Transcribe, word for word and without additions, each line below from the one containing "self.plays.fetch_add(1, Ordering::SeqCst);" through the one containing "Ok(raw) => serde_json::from_str(&raw).unwrap_or_else(|e|", both ends included.

RECORDS FOR THIS EXERCISE: Begin

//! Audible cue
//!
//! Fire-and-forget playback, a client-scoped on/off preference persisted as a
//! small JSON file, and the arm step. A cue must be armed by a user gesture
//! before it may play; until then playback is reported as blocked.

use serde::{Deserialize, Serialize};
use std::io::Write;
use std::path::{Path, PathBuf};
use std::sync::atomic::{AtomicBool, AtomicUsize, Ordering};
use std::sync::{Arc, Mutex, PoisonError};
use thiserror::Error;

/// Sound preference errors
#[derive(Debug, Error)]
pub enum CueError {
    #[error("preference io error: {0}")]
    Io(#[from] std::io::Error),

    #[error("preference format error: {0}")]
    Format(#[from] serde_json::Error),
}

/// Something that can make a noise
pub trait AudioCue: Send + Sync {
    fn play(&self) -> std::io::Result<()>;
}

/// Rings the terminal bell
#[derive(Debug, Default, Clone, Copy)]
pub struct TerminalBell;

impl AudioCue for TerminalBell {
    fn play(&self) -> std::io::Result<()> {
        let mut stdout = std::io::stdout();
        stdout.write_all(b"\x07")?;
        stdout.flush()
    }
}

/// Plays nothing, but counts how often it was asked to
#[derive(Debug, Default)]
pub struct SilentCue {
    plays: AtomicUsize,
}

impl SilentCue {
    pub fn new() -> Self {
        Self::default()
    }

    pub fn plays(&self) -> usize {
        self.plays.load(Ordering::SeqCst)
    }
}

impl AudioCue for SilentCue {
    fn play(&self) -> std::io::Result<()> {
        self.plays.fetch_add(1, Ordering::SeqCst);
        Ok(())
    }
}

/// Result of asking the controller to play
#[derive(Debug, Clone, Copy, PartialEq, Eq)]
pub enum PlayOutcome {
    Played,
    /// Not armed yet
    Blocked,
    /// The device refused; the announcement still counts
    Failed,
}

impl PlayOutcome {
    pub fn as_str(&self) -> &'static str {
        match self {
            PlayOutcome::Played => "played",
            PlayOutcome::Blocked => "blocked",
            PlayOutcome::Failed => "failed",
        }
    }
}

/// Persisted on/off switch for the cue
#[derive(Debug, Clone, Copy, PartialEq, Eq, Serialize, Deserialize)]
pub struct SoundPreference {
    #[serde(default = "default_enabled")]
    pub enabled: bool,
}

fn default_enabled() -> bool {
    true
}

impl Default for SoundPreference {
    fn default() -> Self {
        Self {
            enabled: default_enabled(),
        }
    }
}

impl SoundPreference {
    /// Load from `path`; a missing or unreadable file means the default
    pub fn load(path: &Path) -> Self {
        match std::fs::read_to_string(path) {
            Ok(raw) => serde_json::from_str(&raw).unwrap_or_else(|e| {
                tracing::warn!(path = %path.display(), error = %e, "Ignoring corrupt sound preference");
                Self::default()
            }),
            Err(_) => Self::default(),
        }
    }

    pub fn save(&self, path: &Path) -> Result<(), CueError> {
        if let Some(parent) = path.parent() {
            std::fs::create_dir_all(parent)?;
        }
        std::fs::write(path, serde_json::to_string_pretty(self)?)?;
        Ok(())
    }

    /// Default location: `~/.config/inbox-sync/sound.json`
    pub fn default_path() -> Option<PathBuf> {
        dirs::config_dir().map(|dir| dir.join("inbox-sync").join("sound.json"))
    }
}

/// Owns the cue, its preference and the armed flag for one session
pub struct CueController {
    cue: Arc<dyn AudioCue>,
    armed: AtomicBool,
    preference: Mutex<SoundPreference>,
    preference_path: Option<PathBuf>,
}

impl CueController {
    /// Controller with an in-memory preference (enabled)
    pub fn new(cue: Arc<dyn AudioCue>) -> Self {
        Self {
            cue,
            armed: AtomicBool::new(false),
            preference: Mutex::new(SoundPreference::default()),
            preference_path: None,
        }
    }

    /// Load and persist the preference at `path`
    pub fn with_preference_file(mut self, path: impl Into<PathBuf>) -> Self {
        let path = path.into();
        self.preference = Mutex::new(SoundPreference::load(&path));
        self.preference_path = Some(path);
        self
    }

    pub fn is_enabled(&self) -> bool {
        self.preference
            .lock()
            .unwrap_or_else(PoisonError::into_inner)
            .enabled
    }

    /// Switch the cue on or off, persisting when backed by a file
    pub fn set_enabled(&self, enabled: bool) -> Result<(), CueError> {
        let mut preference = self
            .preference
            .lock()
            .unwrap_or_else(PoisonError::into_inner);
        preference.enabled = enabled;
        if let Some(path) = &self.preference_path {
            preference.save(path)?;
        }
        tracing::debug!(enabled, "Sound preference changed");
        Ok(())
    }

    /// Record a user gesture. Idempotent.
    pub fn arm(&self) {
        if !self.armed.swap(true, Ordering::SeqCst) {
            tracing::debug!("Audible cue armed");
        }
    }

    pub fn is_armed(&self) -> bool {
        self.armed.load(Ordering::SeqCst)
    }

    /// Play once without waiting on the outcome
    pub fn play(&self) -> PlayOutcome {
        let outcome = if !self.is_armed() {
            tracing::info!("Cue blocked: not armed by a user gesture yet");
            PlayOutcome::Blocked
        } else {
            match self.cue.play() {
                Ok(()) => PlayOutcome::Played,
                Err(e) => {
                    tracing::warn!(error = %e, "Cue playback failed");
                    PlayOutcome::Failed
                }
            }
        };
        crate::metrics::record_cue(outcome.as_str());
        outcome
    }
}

RECORDS FOR THIS EXERCISE: End

ANSWER AREA
        self.plays.fetch_add(1, Ordering::SeqCst);
        Ok(())
    }
}

/// Result of asking the controller to play
#[derive(Debug, Clone, Copy, PartialEq, Eq)]
pub enum PlayOutcome {
    Played,
    /// Not armed yet
    Blocked,
    /// The device refused; the announcement still counts
    Failed,
}

impl PlayOutcome {
    pub fn as_str(&self) -> &'static str {
        match self {
            PlayOutcome::Played => "played",
            PlayOutcome::Blocked => "blocked",
            PlayOutcome::Failed => "failed",
        }
    }
}

/// Persisted on/off switch for the cue
#[derive(Debug, Clone, Copy, PartialEq, Eq, Serialize, Deserialize)]
pub struct SoundPreference {
    #[serde(default = "default_enabled")]
    pub enabled: bool,
}

fn default_enabled() -> bool {
    true
}

impl Default for SoundPreference {
    fn default() -> Self {
        Self {
            enabled: default_enabled(),
        }
    }
}

impl SoundPreference {
    /// Load from `path`; a missing or unreadable file means the default
    pub fn load(path: &Path) -> Self {
        match std::fs::read_to_string(path) {
            Ok(raw) => serde_json::from_str(&raw).unwrap_or_else(|e| {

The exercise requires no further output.